As the Baby Boomer icons die off, I prefer to ignore their passing and the slow recession of the 50s and 60s in memory’s rear-view mirror, as I ignore the living icons themselves in their variously decrepit states. Why would I have anything to say about Liz now? I tuned her out back when Burton died. Say, are they together again, up in heaven? Is he drunk and are they already raging at each other? I hope so.

Anyway, there are three items, factoids, memories that do pop up in my brain regarding Ms Taylor:

1. The rich guy she married, who got killed in a plane crash? He was supposed to have the circumference of a beer can. It was presumed at the time that this was Taylor’s main reason for marrying him. Mind you, this was back when crushing a beer can with one hand meant something, because the cans were still made of tin.

2. Roddy McDowell shot a lot of nude pictures of Taylor at the height of her powers and got some of them posted in a Playboy article. By this time, McDowell was best known as an intelligent ape with a suspiciously high voice. This new window into the relationship between Taylor and McDowell seemed somehow revelatory to me, although no further nude pictures eventuated.

3. Christmas of ’63 I was visiting my girlfriend’s family in Salt Lake City. One night we went out to eat and then on to Cleopatra (1963). It was playing in one of those old movie palaces that are long gone now. We sat up rather near the front in a packed house. As I waited for the movie to start, I was reminded of my excitement when I went to see Ben-Hur (1959). I was in the front row for that one, and it didn’t disappoint. But I think we already knew that Cleopatra, famously the most expensive movie ever made, mostly because of Ms Taylor’s salary, was something of a stinker. Still, one can hope. You had to go see it, and by “you,” I mean everybody. I was disappointed. Instead of a chariot race, we got Ms Taylor visiting Rome on a float.

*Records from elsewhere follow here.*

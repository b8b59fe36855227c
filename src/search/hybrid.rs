//! Hybrid ranking query
//!
//! One SQL statement fuses two retrieval legs over the local database:
//!
//! ```text
//! semantic  = top N sections by cosine_sim(embedding, query) > threshold,
//!             grouped per page, score = max(similarity) * semantic_scale
//! lexical   = top M pages by weighted bm25 over page_fts,
//!             score = min(1, -bm25 * lexical_scale) * 100
//! fused     = semantic UNION ALL lexical,
//!             ROW_NUMBER() OVER (PARTITION BY page_id ORDER BY score DESC) = 1,
//!             ORDER BY score DESC LIMIT K
//! ```
//!
//! Fusion is max-wins: a page found by both legs keeps only its
//! higher-scoring occurrence, so section headings survive only when the
//! semantic leg was the more confident one.

use rusqlite::ToSql;
use serde::{Deserialize, Serialize};
use tracing::debug;

use crate::config::RankingConfig;
use crate::error::Result;
use crate::search::embeddings::Embedder;
use crate::storage::Database;
use crate::storage::sqlite::encode_embedding_f16;

/// Tunables bound into the fused query.
#[derive(Debug, Clone, PartialEq)]
pub struct RankingParams {
    pub match_threshold: f32,
    pub semantic_limit: u32,
    pub lexical_limit: u32,
    pub result_limit: u32,
    pub lexical_scale: f32,
    pub semantic_scale: f32,
    /// bm25 column weights: title, subtitle, description, body
    pub weights: [f32; 4],
}

impl Default for RankingParams {
    fn default() -> Self {
        Self::from(&RankingConfig::default())
    }
}

impl From<&RankingConfig> for RankingParams {
    fn from(config: &RankingConfig) -> Self {
        Self {
            match_threshold: config.match_threshold,
            semantic_limit: config.semantic_limit,
            lexical_limit: config.lexical_limit,
            result_limit: config.result_limit,
            lexical_scale: config.lexical_scale,
            semantic_scale: config.semantic_scale,
            weights: [
                config.title_weight,
                config.subtitle_weight,
                config.description_weight,
                config.body_weight,
            ],
        }
    }
}

/// A fused hit as the engine ships it over the channel.
///
/// The field names match the raw row shape the normalizer accepts, so the
/// serialized list can be fed straight into a `COMPLETED` action.
#[derive(Debug, Clone, PartialEq, Serialize, Deserialize)]
pub struct RankedPage {
    pub id: i64,
    pub path: String,
    #[serde(rename = "type")]
    pub page_type: String,
    pub title: String,
    pub subtitle: Option<String>,
    pub description: Option<String>,
    pub headings: Vec<String>,
    pub slugs: Vec<String>,
    pub score: f64,
}

const SEMANTIC_CTES: &str = "
semantic_sections AS (
    SELECT
        s.page_id,
        s.heading,
        s.slug,
        cosine_sim(s.embedding, :query_embedding) AS similarity
    FROM page_section s
    WHERE s.embedding IS NOT NULL AND s.rag_ignore = 0
),
semantic_top AS (
    SELECT page_id, heading, slug, similarity
    FROM semantic_sections
    WHERE similarity > :match_threshold
    ORDER BY similarity DESC
    LIMIT :semantic_limit
),
semantic AS (
    SELECT
        page_id,
        json_group_array(coalesce(heading, '')) AS headings,
        json_group_array(coalesce(slug, '')) AS slugs,
        max(similarity) * :semantic_scale AS score
    FROM semantic_top
    GROUP BY page_id
)";

const LEXICAL_CTE: &str = "
lexical AS (
    SELECT
        rowid AS page_id,
        '[]' AS headings,
        '[]' AS slugs,
        min(1.0, -bm25(page_fts, :w_title, :w_subtitle, :w_description, :w_body) * :lexical_scale)
            * 100.0 AS score
    FROM page_fts
    WHERE page_fts MATCH :fts_query
    ORDER BY bm25(page_fts, :w_title, :w_subtitle, :w_description, :w_body)
    LIMIT :lexical_limit
)";

const FUSION_TAIL: &str = "
ranked AS (
    SELECT
        page_id,
        headings,
        slugs,
        score,
        ROW_NUMBER() OVER (PARTITION BY page_id ORDER BY score DESC) AS occurrence
    FROM candidates
)
SELECT
    p.id,
    p.path,
    p.type,
    coalesce(json_extract(p.meta, '$.title'), ''),
    json_extract(p.meta, '$.subtitle'),
    json_extract(p.meta, '$.description'),
    r.headings,
    r.slugs,
    r.score
FROM ranked r
JOIN page p ON p.id = r.page_id
WHERE r.occurrence = 1
ORDER BY r.score DESC, p.id ASC
LIMIT :result_limit";

/// Prepared shape of the fused query for one set of params.
#[derive(Debug, Clone)]
pub struct HybridQuery {
    params: RankingParams,
}

impl HybridQuery {
    #[must_use]
    pub const fn new(params: RankingParams) -> Self {
        Self { params }
    }

    /// SQL text for the query, with or without the lexical leg.
    #[must_use]
    pub fn sql(with_lexical: bool) -> String {
        if with_lexical {
            format!(
                "WITH {SEMANTIC_CTES},{LEXICAL_CTE},
candidates AS (
    SELECT page_id, headings, slugs, score FROM semantic
    UNION ALL
    SELECT page_id, headings, slugs, score FROM lexical
),{FUSION_TAIL}"
            )
        } else {
            format!(
                "WITH {SEMANTIC_CTES},
candidates AS (
    SELECT page_id, headings, slugs, score FROM semantic
),{FUSION_TAIL}"
            )
        }
    }

    /// Run the fused query for a precomputed query embedding.
    pub fn execute(
        &self,
        db: &Database,
        query_embedding: &[f32],
        query: &str,
    ) -> Result<Vec<RankedPage>> {
        let p = &self.params;
        let embedding = encode_embedding_f16(query_embedding);
        let fts_query = fts_match_expression(query);
        let with_lexical = fts_query.is_some();
        let fts_query = fts_query.unwrap_or_default();

        let mut bindings: Vec<(&str, &dyn ToSql)> = vec![
            (":query_embedding", &embedding as &dyn ToSql),
            (":match_threshold", &p.match_threshold as &dyn ToSql),
            (":semantic_limit", &p.semantic_limit as &dyn ToSql),
            (":semantic_scale", &p.semantic_scale as &dyn ToSql),
            (":result_limit", &p.result_limit as &dyn ToSql),
        ];
        if with_lexical {
            bindings.push((":fts_query", &fts_query as &dyn ToSql));
            bindings.push((":w_title", &p.weights[0] as &dyn ToSql));
            bindings.push((":w_subtitle", &p.weights[1] as &dyn ToSql));
            bindings.push((":w_description", &p.weights[2] as &dyn ToSql));
            bindings.push((":w_body", &p.weights[3] as &dyn ToSql));
            bindings.push((":lexical_scale", &p.lexical_scale as &dyn ToSql));
            bindings.push((":lexical_limit", &p.lexical_limit as &dyn ToSql));
        }

        let sql = Self::sql(with_lexical);
        let mut stmt = db.conn().prepare_cached(&sql)?;
        let rows = stmt.query_map(bindings.as_slice(), |row| {
            let headings: String = row.get(6)?;
            let slugs: String = row.get(7)?;
            Ok(RawRanked {
                id: row.get(0)?,
                path: row.get(1)?,
                page_type: row.get(2)?,
                title: row.get(3)?,
                subtitle: row.get(4)?,
                description: row.get(5)?,
                headings,
                slugs,
                score: row.get(8)?,
            })
        })?;

        let mut pages = Vec::new();
        for row in rows {
            pages.push(row?.into_page()?);
        }

        debug!(
            query = %query,
            lexical = with_lexical,
            hits = pages.len(),
            "hybrid query complete"
        );
        Ok(pages)
    }
}

struct RawRanked {
    id: i64,
    path: String,
    page_type: String,
    title: String,
    subtitle: Option<String>,
    description: Option<String>,
    headings: String,
    slugs: String,
    score: f64,
}

impl RawRanked {
    fn into_page(self) -> Result<RankedPage> {
        Ok(RankedPage {
            id: self.id,
            path: self.path,
            page_type: self.page_type,
            title: self.title,
            subtitle: self.subtitle,
            description: self.description,
            headings: serde_json::from_str(&self.headings)?,
            slugs: serde_json::from_str(&self.slugs)?,
            score: self.score,
        })
    }
}

/// Embed the query and run the fused ranking.
pub fn hybrid_search(
    db: &Database,
    embedder: &dyn Embedder,
    query: &str,
    params: &RankingParams,
) -> Result<Vec<RankedPage>> {
    let embedding = embedder.embed(query);
    HybridQuery::new(params.clone()).execute(db, &embedding, query)
}

/// Turn free text into an FTS5 MATCH expression.
///
/// Each whitespace-separated term becomes a quoted phrase so user input
/// never reaches the FTS5 query grammar; phrases are implicitly ANDed.
/// Returns `None` when nothing searchable remains.
#[must_use]
pub fn fts_match_expression(query: &str) -> Option<String> {
    let terms: Vec<String> = query
        .split_whitespace()
        .filter(|term| term.chars().any(char::is_alphanumeric))
        .map(|term| format!("\"{}\"", term.replace('"', "\"\"")))
        .collect();

    if terms.is_empty() {
        None
    } else {
        Some(terms.join(" "))
    }
}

Watching Vivien Leigh act up in Caesar and Cleopatra (1945) the other night, I thought that it might be fun to watch the Taylor Cleo again, just to compare the two screen queens. Checking Netflix, I see that it’s available. Somehow over the years, I don’t remember noticing it on the library shelves. Maybe I’ve just been ignoring it. Roddy McDowell as Caesar Augustus. Another reason that he got to take the nude photos.

P.S. The nation learned a lot about tracheotomies – I mean, what they are, so forth – when Elizabeth got plugged up that time. Her scar photos ruled the magazines for a while.

P.S.S. I haven’t been looking closely, but I would have expected more National Velvet shots.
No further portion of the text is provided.